7. Termination.     

  (a) Your employment hereunder may be terminated by the Company (i) for Cause (as defined below) or (ii) for any reason other than Cause.

  (b) "Cause" shall mean (i) you have committed fraud, willful misconduct or gross negligence in the performance of your obligations hereunder, (ii) you shall be convicted of a felony or (iii) you shall violate any of the terms, covenants or conditions of this Agreement. With respect to a violation for Cause, you will be notified in writing by the Company of such violation ("Notice of Violation") and allowed a two week period from the date of such notice to cure the violation and present such cure by written reply to, or hold a hearing with the Company's management and board of directors. Only upon the satisfaction by a majority of the members of the board of directors will you be permitted a continuance of your employment with the Company. Notwithstanding anything contained in this Agreement to the contrary, a failure to perform or respond by you after a Notice of Violation is presented to you by the end of the two week period (as described above) shall constitute proper cause for purposes of this Agreement.

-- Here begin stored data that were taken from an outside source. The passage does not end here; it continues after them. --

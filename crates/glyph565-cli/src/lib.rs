//! glyph565 CLI library.
//!
//! This crate provides the job table and command implementations behind the
//! `glyph565` binary.

pub mod commands;
pub mod jobs;
//! Source bitmap and glyph grid geometry.

use serde::{Deserialize, Serialize};

use crate::error::AtlasError;
use crate::pixel::{Rgb565, BYTES_PER_PIXEL};

/// A decoded spritesheet in bottom-up RGB565 layout.
///
/// The first `width * 2` bytes of `data` hold the visually lowest row.
/// Rows are packed with no padding.
#[derive(Debug, Clone, PartialEq, Eq)]
pub struct SourceBitmap {
    /// Width in pixels.
    pub width: u32,
    /// Height in pixels.
    pub height: u32,
    /// Packed little-endian RGB565 pixels, bottom row first.
    pub data: Vec<u8>,
}

impl SourceBitmap {
    /// Wrap a bottom-up RGB565 buffer, checking its length.
    pub fn new(width: u32, height: u32, data: Vec<u8>) -> Result<Self, AtlasError> {
        let expected = Self::expected_len(width, height);
        if data.len() as u64 != expected {
            return Err(AtlasError::mismatch(format!(
                "expected {} bytes for {}x{} RGB565, got {}",
                expected,
                width,
                height,
                data.len()
            )));
        }
        Ok(Self {
            width,
            height,
            data,
        })
    }

    /// Byte length a `width` x `height` RGB565 buffer must have.
    pub fn expected_len(width: u32, height: u32) -> u64 {
        width as u64 * height as u64 * BYTES_PER_PIXEL as u64
    }

    /// Byte offset of visual row `row` (0 = top) at pixel column `x`.
    ///
    /// Callers must keep `row < height` and `x < width`.
    #[inline]
    pub(crate) fn row_offset(&self, row: u32, x: u32) -> usize {
        let physical = (self.height - 1 - row) as usize;
        (physical * self.width as usize + x as usize) * BYTES_PER_PIXEL
    }

    /// Pixel at visual coordinates (`y` = 0 is the top row), or `None`
    /// outside the image or past the end of a short buffer.
    pub fn pixel(&self, x: u32, y: u32) -> Option<Rgb565> {
        if x >= self.width || y >= self.height {
            return None;
        }
        let off = self.row_offset(y, x);
        let bytes = self.data.get(off..off + BYTES_PER_PIXEL)?;
        Some(Rgb565::from_le_bytes([bytes[0], bytes[1]]))
    }
}

/// How a spritesheet decomposes into fixed-size glyph cells.
#[derive(Debug, Clone, Copy, PartialEq, Eq, Hash, Serialize, Deserialize)]
pub struct GridSpec {
    /// Glyph width in pixels.
    pub cell_width: u32,
    /// Glyph height in pixels.
    pub cell_height: u32,
    /// Number of glyph columns in the sheet.
    pub columns: u32,
    /// Number of glyph rows in the sheet.
    pub rows: u32,
}

impl GridSpec {
    /// The embedded-graphics 9x18 font sheets: 16 x 12 cells of 9 x 18 pixels.
    pub const FONT_9X18: GridSpec = GridSpec::new(9, 18, 16, 12);

    pub const fn new(cell_width: u32, cell_height: u32, columns: u32, rows: u32) -> Self {
        Self {
            cell_width,
            cell_height,
            columns,
            rows,
        }
    }

    /// Total number of glyph cells.
    pub fn glyph_count(&self) -> usize {
        self.columns as usize * self.rows as usize
    }

    /// Sheet width in pixels implied by the grid.
    pub fn sheet_width(&self) -> u64 {
        self.cell_width as u64 * self.columns as u64
    }

    /// Sheet height in pixels implied by the grid.
    pub fn sheet_height(&self) -> u64 {
        self.cell_height as u64 * self.rows as u64
    }

    /// Bytes in one glyph row.
    pub fn row_bytes(&self) -> usize {
        self.cell_width as usize * BYTES_PER_PIXEL
    }

    /// Bytes in one glyph block.
    pub fn glyph_bytes(&self) -> usize {
        self.row_bytes() * self.cell_height as usize
    }

    /// Bytes in the whole atlas.
    pub fn atlas_bytes(&self) -> usize {
        self.glyph_bytes() * self.glyph_count()
    }

    /// Check that an image of `width` x `height` pixels divides exactly into this grid.
    pub fn check_dimensions(&self, width: u32, height: u32) -> Result<(), AtlasError> {
        if self.cell_width == 0 || self.cell_height == 0 || self.columns == 0 || self.rows == 0 {
            return Err(AtlasError::mismatch(format!(
                "grid {} has a zero-sized dimension",
                self
            )));
        }
        if width as u64 != self.sheet_width() {
            return Err(AtlasError::mismatch(format!(
                "image width {} != {} columns x {} px",
                width, self.columns, self.cell_width
            )));
        }
        if height as u64 != self.sheet_height() {
            return Err(AtlasError::mismatch(format!(
                "image height {} != {} rows x {} px",
                height, self.rows, self.cell_height
            )));
        }
        Ok(())
    }
}

impl std::fmt::Display for GridSpec {
    fn fmt(&self, f: &mut std::fmt::Formatter<'_>) -> std::fmt::Result {
        write!(
            f,
            "{}x{} cells of {}x{} px",
            self.columns, self.rows, self.cell_width, self.cell_height
        )
    }
}
//! glyph565 Atlas Transcoder
//!
//! This crate turns a font glyph spritesheet into a packed RGB565 glyph atlas
//! for embedded display drivers. The atlas is a headerless run of glyph
//! blocks, one per grid cell in row-major order, each block holding its rows
//! top-to-bottom as little-endian 16-bit pixels.
//!
//! # Features
//!
//! - **Pixel conversion**: truncating RGB888 to RGB565 packing
//! - **Atlas tiling**: bottom-up sheet rows reordered into per-glyph blocks
//! - **Decoders**: native decoding through the `image` crate, or payload
//!   extraction from an externally converted RGB565 BMP
//! - **Output**: all-or-nothing raw file writes, BLAKE3 digests and PNG previews
//!
//! # Example
//!
//! ```no_run
//! use glyph565_core::{tile, GridSpec, NativeDecoder, BitmapDecoder};
//! use glyph565_core::raw::write_atlas;
//! use std::path::Path;
//!
//! let bitmap = NativeDecoder.decode(Path::new("font_9x18.png")).unwrap();
//! let atlas = tile(&bitmap, &GridSpec::FONT_9X18).unwrap();
//! assert_eq!(atlas.len(), 62_208);
//! write_atlas(&atlas, Path::new("font_9x18.raw")).unwrap();
//! ```
//!
//! # Determinism
//!
//! Tiling is a pure function of its inputs: the same sheet and grid always
//! produce byte-identical atlases. Previews use fixed PNG settings for the
//! same reason.

pub mod atlas;
pub mod bitmap;
pub mod bmp;
pub mod charmap;
pub mod decode;
pub mod error;
pub mod pixel;
pub mod preview;
pub mod raw;

// Re-export main types for convenience
pub use atlas::{tile, GlyphAtlas};
pub use bitmap::{GridSpec, SourceBitmap};
pub use bmp::BmpLayout;
pub use decode::{BitmapDecoder, BmpDecoder, NativeDecoder};
pub use error::AtlasError;
pub use pixel::{convert, Rgb565, BYTES_PER_PIXEL};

8. Results of Termination.     

  (a) If your employment under this Agreement is terminated by the Company by reason of Cause or as a result of your disability (as determined by a consensus of two doctors as mutually chosen by the Company and yourself, with any expenses incurred for the cost of office visits, testing and travel expenses which is not covered by the Company's health plan being reimbursed to you by the Company) or as a result of your death or by you for any reason (other than as provided for in subparagraphs 8 (c) and 8(d) below) you shall not be entitled to receive salary for periods following termination. In the case of termination by reason of Cause you shall not be entitled to receive any portion of any unpaid bonus. In the case of termination as a result of your disability or death you shall receive a pro rata portion of any minimum bonus payable to you pursuant to Paragraph 4 hereof only with respect to the calendar year in which the termination occurs.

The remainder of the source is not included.